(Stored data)
------------------------------

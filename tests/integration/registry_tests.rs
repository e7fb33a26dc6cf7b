//! Registry and configuration integration tests

#[cfg(test)]
mod tests {
    use crate::common::ClockedRegistry;
    use std::sync::Arc;
    use std::thread;
    use window_telemetry::{Counter, TelemetryConfig, TelemetryError, TelemetrySnapshot};

    #[test]
    fn test_registry_from_sample_config() {
        let fixture = ClockedRegistry::from_sample(10_000);
        let registry = &fixture.registry;

        assert_eq!(registry.recorder_names(), vec!["auth_failures"]);
        assert_eq!(registry.counter_names(), vec!["errors", "requests"]);
        assert_eq!(registry.counter("errors").unwrap().retention_millis(), 500);
    }

    #[test]
    fn test_windows_follow_shared_clock() {
        let fixture = ClockedRegistry::from_sample(10_000);
        let requests = fixture.registry.counter("requests").unwrap();
        let errors = fixture.registry.counter("errors").unwrap();
        let failures = fixture.registry.recorder("auth_failures").unwrap();

        for _ in 0..3 {
            requests.inc(None);
        }
        errors.inc(None);
        failures.record(None);

        fixture.clock.advance(600);
        requests.inc(None);

        let snapshot = fixture.registry.snapshot(None);
        assert_eq!(snapshot.taken_at, 10_600);
        assert_eq!(snapshot.counter("requests").unwrap().total, 4);
        // 600ms old against a 500ms window
        assert_eq!(snapshot.counter("errors").unwrap().total, 0);
        assert_eq!(snapshot.recorder("auth_failures").unwrap().count, 1);
    }

    #[test]
    fn test_registered_handles_are_shared_across_threads() {
        let fixture = ClockedRegistry::from_sample(0);

        thread::scope(|s| {
            for _ in 0..4 {
                let registry = &fixture.registry;
                s.spawn(move || {
                    let requests = registry.counter("requests").unwrap();
                    for _ in 0..250 {
                        requests.inc(Some(5));
                    }
                });
            }
        });

        let requests = fixture.registry.counter("requests").unwrap();
        assert_eq!(requests.total(Some(5), None).unwrap(), 1_000);
    }

    #[test]
    fn test_duplicate_registration_keeps_original() {
        let fixture = ClockedRegistry::from_sample(0);
        let err = fixture
            .registry
            .register_counter(Counter::new("requests", 10).unwrap())
            .unwrap_err();

        assert!(matches!(err, TelemetryError::AlreadyRegistered(_)));
        let original = fixture.registry.counter("requests").unwrap();
        assert_eq!(original.retention_millis(), 1_000);
        assert_eq!(Arc::strong_count(&original), 2);
    }

    #[test]
    fn test_invalid_config_builds_nothing() {
        let config = TelemetryConfig::from_yaml_str("counters:\n  - name: too_long\n    retention_millis: 300001\n");
        assert!(matches!(config, Err(TelemetryError::Config(_))));
    }

    #[test]
    fn test_snapshot_round_trips_through_json() {
        let fixture = ClockedRegistry::from_sample(2_000);
        fixture.registry.counter("requests").unwrap().inc(None);
        fixture.registry.recorder("auth_failures").unwrap().record(None);

        let snapshot = fixture.registry.snapshot(None);
        let json = snapshot.to_json().unwrap();
        let parsed: TelemetrySnapshot = serde_json::from_str(&json).unwrap();
        assert_eq!(parsed, snapshot);
    }
}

------------------------------

* [Exercise aim]:
Every entry should be transcribed exactly, with nothing omitted.

* [Result of this exercise]:
filename tests/integration/registry_tests.rs
repository e7fb33a26dc6cf7b
//! Registry and configuration integration tests

#[cfg(test)]
mod tests {
    use crate::common::ClockedRegistry;
    use std::sync::Arc;
    use std::thread;
    use window_telemetry::{Counter, TelemetryConfig, TelemetryError, TelemetrySnapshot};

    #[test]
    fn test_registry_from_sample_config() {
        let fixture = ClockedRegistry::from_sample(10_000);
        let registry = &fixture.registry;

        assert_eq!(registry.recorder_names(), vec!["auth_failures"]);
        assert_eq!(registry.counter_names(), vec!["errors", "requests"]);
        assert_eq!(registry.counter("errors").unwrap().retention_millis(), 500);
    }

    #[test]
    fn test_windows_follow_shared_clock() {
        let fixture = ClockedRegistry::from_sample(10_000);
        let requests = fixture.registry.counter("requests").unwrap();
        let errors = fixture.registry.counter("errors").unwrap();
        let failures = fixture.registry.recorder("auth_failures").unwrap();

        for _ in 0..3 {
            requests.inc(None);
        }
        errors.inc(None);
        failures.record(None);

        fixture.clock.advance(600);
        requests.inc(None);

        let snapshot = fixture.registry.snapshot(None);
        assert_eq!(snapshot.taken_at, 10_600);
        assert_eq!(snapshot.counter("requests").unwrap().total, 4);
        // 600ms old against a 500ms window
        assert_eq!(snapshot.counter("errors").unwrap().total, 0);
        assert_eq!(snapshot.recorder("auth_failures").unwrap().count, 1);
    }

    #[test]
    fn test_registered_handles_are_shared_across_threads() {
        let fixture = ClockedRegistry::from_sample(0);

        thread::scope(|s| {
            for _ in 0..4 {
                let registry = &fixture.registry;
                s.spawn(move || {
                    let requests = registry.counter("requests").unwrap();
                    for _ in 0..250 {
                        requests.inc(Some(5));
                    }
                });
            }
        });

        let requests = fixture.registry.counter("requests").unwrap();
        assert_eq!(requests.total(Some(5), None).unwrap(), 1_000);
    }

    #[test]
    fn test_duplicate_registration_keeps_original() {
        let fixture = ClockedRegistry::from_sample(0);
        let err = fixture
            .registry
            .register_counter(Counter::new("requests", 10).unwrap())
            .unwrap_err();

        assert!(matches!(err, TelemetryError::AlreadyRegistered(_)));
        let original = fixture.registry.counter("requests").unwrap();
        assert_eq!(original.retention_millis(), 1_000);
        assert_eq!(Arc::strong_count(&original), 2);
    }

    #[test]
    fn test_invalid_config_builds_nothing() {
        let config = TelemetryConfig::from_yaml_str("counters:\n  - name: too_long\n    retention_millis: 300001\n");
        assert!(matches!(config, Err(TelemetryError::Config(_))));
    }

    #[test]
    fn test_snapshot_round_trips_through_json() {
        let fixture = ClockedRegistry::from_sample(2_000);
        fixture.registry.counter("requests").unwrap().inc(None);
        fixture.registry.recorder("auth_failures").unwrap().record(None);

        let snapshot = fixture.registry.snapshot(None);
        let json = snapshot.to_json().unwrap();
        let parsed: TelemetrySnapshot = serde_json::from_str(&json).unwrap();
        assert_eq!(parsed, snapshot);
    }
}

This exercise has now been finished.